Direct evidence for a role for integrin in mammary tumor progression comes from a recent study involving the conditional ablation of β1 integrin in the PyV mT model. Lack of β1 integrin causes PyV-mT-induced mammary tumors to disappear (Andrechek et al. 2005). Interestingly, this study also showed that tyrosine phosphorylation and subcellular localization of the integrin-associated kinase FAK was compromised in the β1-integrin-null tumor cells (White et al. 2004). This block in tumor progression was associated with a complete block in cell cycle progression without any overt evidence of apoptotic cell death (Andrechek et al. 2005). It was not because of an indirect effect on normal mammary development, because the initial stages of mammary epithelial ductal outgrowth were not perturbed (White et al. 2004). The β1-integrin-deficient PyV mT tumor cells were not able to contribute to tumor development and showed many of the hallmarks of tumor dormancy (White et al. 2004). The mammary tumors that eventually arose were identified as “escapee” populations of epithelial cells: These cells failed to express Cre recombinase owing to the stochastic nature of its expression in MMTV/Cre transgenic strains and thus retained β1-integrin function (White et al. 2004). Conditional disruption of the integrin-coupled FAK pathway also resulted in a profound block in tumor progression (Lahlou et al. 2007; Luo et al. 2009; Provenzano et al. 2008; Pylayeva et al. 2009). Further evidence for importance of integrin signaling stems from a collaborative study of mice carrying a mutant β4 integrin lacking the carboxy-terminal signaling domain as well as the MMTV/activated ErbB2 transgene (Guo et al. 2006). The mutant β4 integrin retains the capacity to form hemidesmisomes but cannot signal, owing to truncation of the carboxy-terminal domain (Guo et al. 2006). These mice had a moderate impairment of ErbB2-induced tumor progression, delaying tumor onset 5 weeks (Guo et al. 2006).

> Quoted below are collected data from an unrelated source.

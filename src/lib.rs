//! # Glossa
//!
//! Text understanding between a news corpus and a full-text search engine.
//!
//! ## Features
//!
//! - Synonym mining from document co-occurrence with heuristic validation
//! - Confidence-gated query expansion with symmetric synonym lookup
//! - Ordered, cached query correction: keyboard layout, learned corrections, LLM
//! - Learning from search outcomes, persisted as human-readable JSON

pub mod analysis;
pub mod cli;
pub mod config;
pub mod corpus;
pub mod error;
pub mod expansion;
pub mod persistence;
pub mod pipeline;
pub mod search;
pub mod spelling;
pub mod synonym;

pub mod prelude {
    pub use crate::config::GlossaConfig;
    pub use crate::corpus::Article;
    pub use crate::error::{GlossaError, Result};
    pub use crate::expansion::QueryExpander;
    pub use crate::pipeline::{PreparedQuery, QueryPipeline};
    pub use crate::search::{SearchEngine, SearchRequest, SearchResults};
    pub use crate::spelling::composite::CompositeCorrector;
    pub use crate::spelling::strategy::{SpellCheckResult, SpellCheckStrategy};
    pub use crate::synonym::miner::SynonymMiner;
    pub use crate::synonym::options::MiningOptions;
    pub use crate::synonym::store::{SynonymData, SynonymStore};
}

// Version information
pub const VERSION: &str = env!("CARGO_PKG_VERSION");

ErbB2 SIGNALING IMPACTS ON CELL CYCLE PROGRESSION AND TRANSCRIPTION FACTOR NETWORKS

Ultimately, signaling from activated ErbB2 affects transcription factors and the machinery that controls the cell cycle. Germ-line loss of cyclin D1 in the MMTV/ErbB2 transgenic strains results in a complete block in tumor progression (Yu et al. 2001). Functional Cdk4, a known cyclin D1 partner, is also required for ErbB2-induced tumor progression (Landis et al. 2006; Yu et al. 2006). Conversely, modulation of the levels of the p16 and p27 inhibitors of Cdk function can also have profound effect on ErbB2-driven mammary tumor progression (Bulavin et al. 2004; Muraoka et al. 2002). Key elements of the cell cycle machinery can thus be modulated by oncogenic ErbB2 signaling.

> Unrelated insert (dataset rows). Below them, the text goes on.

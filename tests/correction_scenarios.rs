//! Correction chain scenarios across strategies, restarts and the pipeline.

use std::net::TcpListener;
use std::sync::Arc;

use glossa::config::GlossaConfig;
use glossa::corpus::Article;
use glossa::error::Result;
use glossa::pipeline::QueryPipeline;
use glossa::search::{MemorySearchEngine, SearchEngine, SearchRequest};
use glossa::spelling::analytics::{AnalyticsCorrector, AnalyticsOptions, AnalyticsStore};
use glossa::spelling::composite::CompositeCorrector;
use glossa::spelling::dictionary::CommonWords;
use glossa::spelling::keyboard::KeyboardLayoutCorrector;
use glossa::synonym::store::{SynonymData, SynonymStore};
use tempfile::TempDir;

fn options() -> AnalyticsOptions {
    AnalyticsOptions {
        flush_interval: 0,
        ..Default::default()
    }
}

fn chain(analytics: Arc<AnalyticsStore>) -> CompositeCorrector {
    let mut corrector = CompositeCorrector::new(100);
    corrector.register(Arc::new(AnalyticsCorrector::new(analytics, None)));
    corrector.register(Arc::new(KeyboardLayoutCorrector::new(Arc::new(
        CommonWords::builtin(),
    ))));
    corrector
}

fn test_config(dir: &TempDir) -> GlossaConfig {
    let mut config = GlossaConfig::default();
    config.paths.synonyms = dir.path().join("synonyms.json");
    config.paths.analytics = dir.path().join("search_analytics.json");
    config.analytics = options();
    config
}

#[tokio::test]
async fn learned_replacement_applies_with_single_step() {
    let analytics = Arc::new(AnalyticsStore::in_memory(options()));
    analytics.record_search("путин выступил", 12, true, Some("путен выступил"));

    let corrector = chain(analytics);
    assert_eq!(corrector.strategy_names(), vec!["keyboard_layout", "analytics"]);

    let result = corrector.correct("путен выступил").await;
    assert_eq!(result.query(), "путин выступил");
    assert!(result.has_changes);
    assert_eq!(result.steps.len(), 1);
    assert_eq!(result.steps[0].method, "analytics");
    assert_eq!(result.steps[0].before, "путен выступил");
}

#[tokio::test]
async fn keyboard_output_feeds_learned_correction() {
    let analytics = Arc::new(AnalyticsStore::in_memory(options()));
    analytics.record_search("новости спорт", 7, true, Some("новости спорта"));

    let corrector = chain(analytics);
    let result = corrector.correct("yjdjcnb спорта").await;
    assert_eq!(result.query(), "новости спорт");
    assert_eq!(result.steps.len(), 2);
    assert_eq!(result.steps[0].method, "keyboard_layout");
    assert_eq!(result.steps[1].method, "analytics");
    assert!((result.confidence - 0.9).abs() < 1e-9);
}

#[test]
fn correction_is_deterministic_and_cached() {
    let analytics = Arc::new(AnalyticsStore::in_memory(options()));
    let corrector = chain(analytics);

    let first = tokio_test::block_on(corrector.correct("ghbdtn"));
    let second = tokio_test::block_on(corrector.correct("ghbdtn"));

    assert_eq!(first, second);
    assert_eq!(second.query(), "привет");
    assert_eq!(corrector.cache_stats().hits, 1);
}

#[tokio::test]
async fn learned_correction_applies_to_cached_query() {
    let analytics = Arc::new(AnalyticsStore::in_memory(options()));
    let corrector = chain(analytics.clone());

    let before = corrector.correct("путен выступил").await;
    assert!(!before.has_changes);

    analytics.record_search("путин выступил", 5, true, Some("путен выступил"));
    let after = corrector.correct("путен выступил").await;
    assert_eq!(after.query(), "путин выступил");
    assert_eq!(after.steps.len(), 1);
    assert_eq!(after.steps[0].method, "analytics");

    let again = corrector.correct("путен выступил").await;
    assert_eq!(again, after);
    assert_eq!(corrector.cache_stats().hits, 1);
}

#[tokio::test]
async fn learned_corrections_survive_restart() -> Result<()> {
    let dir = TempDir::new().unwrap();
    let config = test_config(&dir);

    let pipeline = QueryPipeline::from_config(&config, None).await?;
    pipeline
        .analytics()
        .unwrap()
        .record_search("путин выступил", 3, true, Some("путен выступил"));
    pipeline.save()?;
    drop(pipeline);

    let pipeline = QueryPipeline::from_config(&config, None).await?;
    let prepared = pipeline.prepare("путен выступил").await;
    assert_eq!(prepared.corrected, "путин выступил");
    assert!(prepared.was_corrected());

    Ok(())
}

#[tokio::test]
async fn pipeline_search_learns_from_zero_result_fallback() -> Result<()> {
    let dir = TempDir::new().unwrap();
    let config = test_config(&dir);

    let mut data = SynonymData::default();
    data.synonyms.insert(
        "выборы".to_string(),
        ["голосование".to_string()].into_iter().collect(),
    );
    data.confidence_scores.insert("выборы".to_string(), 0.75);
    SynonymStore::from_data(data).save(&config.paths.synonyms)?;

    let engine: Arc<dyn SearchEngine> = Arc::new(MemorySearchEngine::new(vec![
        Article::new("Выборы", "голосование прошло спокойно"),
        Article::new("Выборы мэра", "кандидаты готовятся к голосованию"),
    ]));
    let pipeline = QueryPipeline::from_config(&config, Some(engine.clone())).await?;
    let analytics = pipeline.analytics().unwrap().clone();

    for _ in 0..3 {
        let (_, results) = pipeline
            .search(engine.as_ref(), "выборы", SearchRequest::new(""))
            .await?;
        assert_eq!(results.total_count, 2);
    }
    assert_eq!(analytics.stats("выборы").unwrap().success_count, 3);

    let (prepared, results) = pipeline
        .search(engine.as_ref(), "выбары", SearchRequest::new(""))
        .await?;
    assert_eq!(prepared.corrected, "выборы");
    assert_eq!(prepared.expanded, "выборы голосование");
    assert!(results.total_count > 0);
    assert_eq!(
        analytics.learned_correction("выбары").as_deref(),
        Some("выборы")
    );

    Ok(())
}

#[tokio::test]
async fn unreachable_llm_is_never_registered() -> Result<()> {
    let dir = TempDir::new().unwrap();
    let mut config = test_config(&dir);

    let listener = TcpListener::bind("127.0.0.1:0").unwrap();
    let addr = listener.local_addr().unwrap();
    drop(listener);

    config.correction.enable_llm = true;
    config.llm.base_url = format!("http://{addr}");
    config.llm.connect_timeout_secs = 1;

    let pipeline = QueryPipeline::from_config(&config, None).await?;
    let names = pipeline.corrector().strategy_names();
    assert!(!names.contains(&"llm".to_string()));
    assert_eq!(names, vec!["keyboard_layout", "analytics"]);

    let prepared = pipeline.prepare("как дела").await;
    assert_eq!(prepared.corrected, "как дела");

    Ok(())
}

ErbB2-mediated activation of key transcription factors can also influence tumor progression. For example, disruption of Stat3 in mammary epithelium can have a profound impact on ErbB2-driven tumor progression. Although ErbB2 can induce tumors in the absence of Stat3, these tumors fail to metastasize (Ranger et al. 2009). Examination of the gene expression profile of Stat3-deficient tumors revealed that they failed to induce the expression of a number of Stat3 target genes involved in inflammation (Ranger et al. 2009). Disruption of certain key signaling networks thus appears to have selective effects on the metastatic phase of ErbB2-driven tumor progression.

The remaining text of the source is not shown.